I decided to see how other major dictionaries handle coelom. The OED says “The body-cavity of a cœlomate animal,” which is both good (“body cavity” is clear) and bad (what’s a “cœlomate animal”? why, it’s one “having a cœlome or body-cavity distinct from the intestinal cavity; belonging to the Cœlomata“—gee, thanks a heap!). But the American Heritage hits the jackpot:

The cavity within the body of all animals higher than the coelenterates and certain primitive worms, formed by the splitting of the embryonic mesoderm into two layers. In mammals it forms the peritoneal, pleural, and pericardial cavities. Also called body cavity.

It uses some fancy words, but the meaning is clear: it’s the body cavity in higher animals. Well done, AHD!
And now, back to the frogs…


  1. What do you find wrong with the OED entry you say “gee thanks” at? I mean “body-cavity” is clear, and it’s how _you_ explain it in your summation of the AHD …

  2. It’s the body cavity of a coelomate animal, and that phrase is not usefully defined.

  3. “body cavity of a coelomate animal” ’tis simple, it be the cavity of an animal that has a body cavity.[coele Gr Koilia body cavity a chamber]. like “win a victory”

  4. Michael Farris says

    I loves the American Heritage Dictionary.

  5. I think this is very subjective; I was quite happy with Merriam Webster’s definition of “metazoan,” for example. I don’t think it takes much special-ist* knowledge to know that even jellyfish, one of the most basic species of animals, have differentiated tissues and organs.
    *Pardon the hyphen. Apparently the string C-I-A-L-I-S is not allowed in comments.
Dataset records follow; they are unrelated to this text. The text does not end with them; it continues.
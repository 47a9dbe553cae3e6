use caisson_metadata::{ComponentDeclaration, EjbRef};
use caisson_model::ProblemKind;

use super::{DirectoryEntry, EjbLink, ModuleScope, Resolver};

/// Farthest edit distance still offered as a suggestion.
const SUGGESTION_DISTANCE: usize = 3;

impl DirectoryEntry {
	/// Matches a `module#` qualifier against the module id or the archive file name.
	fn in_module(&self, module: &str) -> bool {
		self.module_id == module || self.module_path.file_name().is_some_and(|f| f == module)
	}

	fn qualified_name(&self) -> String {
		format!("{}#{}", self.module_id, self.name)
	}
}

impl Resolver<'_> {
	/// Binds an ejb ref to exactly one component of the assembly or the registry.
	///
	/// An unqualified target that names exactly one component of the referring
	/// module binds to it even when other modules reuse the name.
	pub(super) fn resolve_ejb_ref(&self, scope: &mut ModuleScope<'_>, component: &ComponentDeclaration, reference: &EjbRef) -> Option<EjbLink> {
		let target = reference.target();
		let (module, name) = match target.split_once('#') {
			Some((module, name)) => (Some(module), name),
			None => (None, target),
		};

		let mut matches: Vec<&DirectoryEntry> = self
			.directory
			.iter()
			.filter(|e| e.name == name && module.is_none_or(|m| e.in_module(m)))
			.collect();
		if module.is_none() && matches.len() > 1 {
			let local: Vec<&DirectoryEntry> = matches.iter().copied().filter(|e| !e.deployed && e.module_path == scope.module.path).collect();
			if local.len() == 1 {
				matches = local;
			}
		}

		let entry = match matches.as_slice() {
			[entry] => *entry,
			[] => {
				let suggestion = self.suggest(name);
				scope.problem(
					&component.name,
					ProblemKind::UnresolvedEjbRef {
						reference: reference.name.clone(),
						target: target.to_string(),
						suggestion,
					},
				);
				return None;
			}
			several => {
				scope.problem(
					&component.name,
					ProblemKind::AmbiguousEjbRef {
						reference: reference.name.clone(),
						target: target.to_string(),
						candidates: several.iter().map(|e| e.qualified_name()).collect(),
					},
				);
				return None;
			}
		};

		if !entry.interfaces.has(reference.interface) {
			scope.problem(
				&component.name,
				ProblemKind::IncompatibleEjbRef {
					reference: reference.name.clone(),
					target: target.to_string(),
					interface: reference.interface,
				},
			);
			return None;
		}

		Some(EjbLink {
			reference: reference.name.clone(),
			interface: reference.interface,
			target_module: entry.module_id.clone(),
			target_component: entry.name.clone(),
			target_deployment_id: entry.deployment_id.clone(),
		})
	}

	/// Closest known component name, if any is close enough.
	fn suggest(&self, name: &str) -> Option<String> {
		self.directory
			.iter()
			.map(|e| (strsim::levenshtein(name, &e.name), e.name.as_str()))
			.filter(|(distance, _)| *distance <= SUGGESTION_DISTANCE)
			.min()
			.map(|(_, candidate)| candidate.to_string())
	}
}
//! Shared fixtures for container integration tests.

use std::sync::Arc;

use caisson_container::{ContainerSystem, LocalTransactionManager, MemoryBinder};
use caisson_metadata::{AnnotatedClass, AnnotatedKind, CallFrame, LoadedClass, LoadedClassBuilder, MapClassLoader};
use caisson_model::{BeanFault, InterfaceKind, MethodRef, MethodSignature, SecurityIdentity, Value};
use caisson_settings::ContainerSystemSettings;

pub fn sig(text: &str) -> MethodSignature {
	text.parse().expect("test signature must parse")
}

/// A method reached through the business-local interface.
pub fn local(method: &str) -> MethodRef {
	MethodRef::new(InterfaceKind::BusinessLocal, sig(method))
}

pub fn noop(_: &mut CallFrame<'_>) -> Result<Value, BeanFault> {
	Ok(Value::Null)
}

/// Interface class declaring `methods`.
pub fn interface(class: &str, methods: &[&str]) -> LoadedClass {
	methods.iter().fold(LoadedClass::builder(class), |builder, m| builder.declare(sig(m))).build()
}

/// Bean class builder with no-op bodies for `methods`.
pub fn implementation(class: &str, methods: &[&str]) -> LoadedClassBuilder {
	methods.iter().fold(LoadedClass::builder(class), |builder, m| builder.method(sig(m), noop))
}

pub fn component(kind: AnnotatedKind, class: &str, local: &str) -> AnnotatedClass {
	let mut annotated = AnnotatedClass::new(class).with_component(kind, None);
	annotated.business_local = vec![local.to_string()];
	annotated
}

pub fn clerk() -> SecurityIdentity {
	SecurityIdentity::user("alice", ["clerk"])
}

/// Maps a refused context operation to the fault business code would raise.
pub fn illegal_state(error: impl std::fmt::Display) -> BeanFault {
	BeanFault::system_of("IllegalStateException", error.to_string())
}

pub struct Fixture {
	pub system: ContainerSystem,
	pub transactions: Arc<LocalTransactionManager>,
	pub binder: Arc<MemoryBinder>,
}

pub fn fixture(loader: MapClassLoader) -> Fixture {
	fixture_with(ContainerSystemSettings::default(), loader)
}

pub fn fixture_with(settings: ContainerSystemSettings, loader: MapClassLoader) -> Fixture {
	let _ = tracing_subscriber::fmt::try_init();
	let transactions = Arc::new(LocalTransactionManager::new());
	let binder = Arc::new(MemoryBinder::new());
	let system = ContainerSystem::new(settings, Arc::new(loader))
		.with_transaction_manager(transactions.clone())
		.with_binder(binder.clone());
	Fixture {
		system,
		transactions,
		binder,
	}
}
  6. I don’t think it takes much special-ist knowledge to know that even jellyfish, one of the most basic species of animals, have differentiated tissues and organs.
    We’ll have to agree to disagree. I think the vast majority of dictionary users would not find that definition of much use. (I apologize for the obstacle course presented by my spam blocker!)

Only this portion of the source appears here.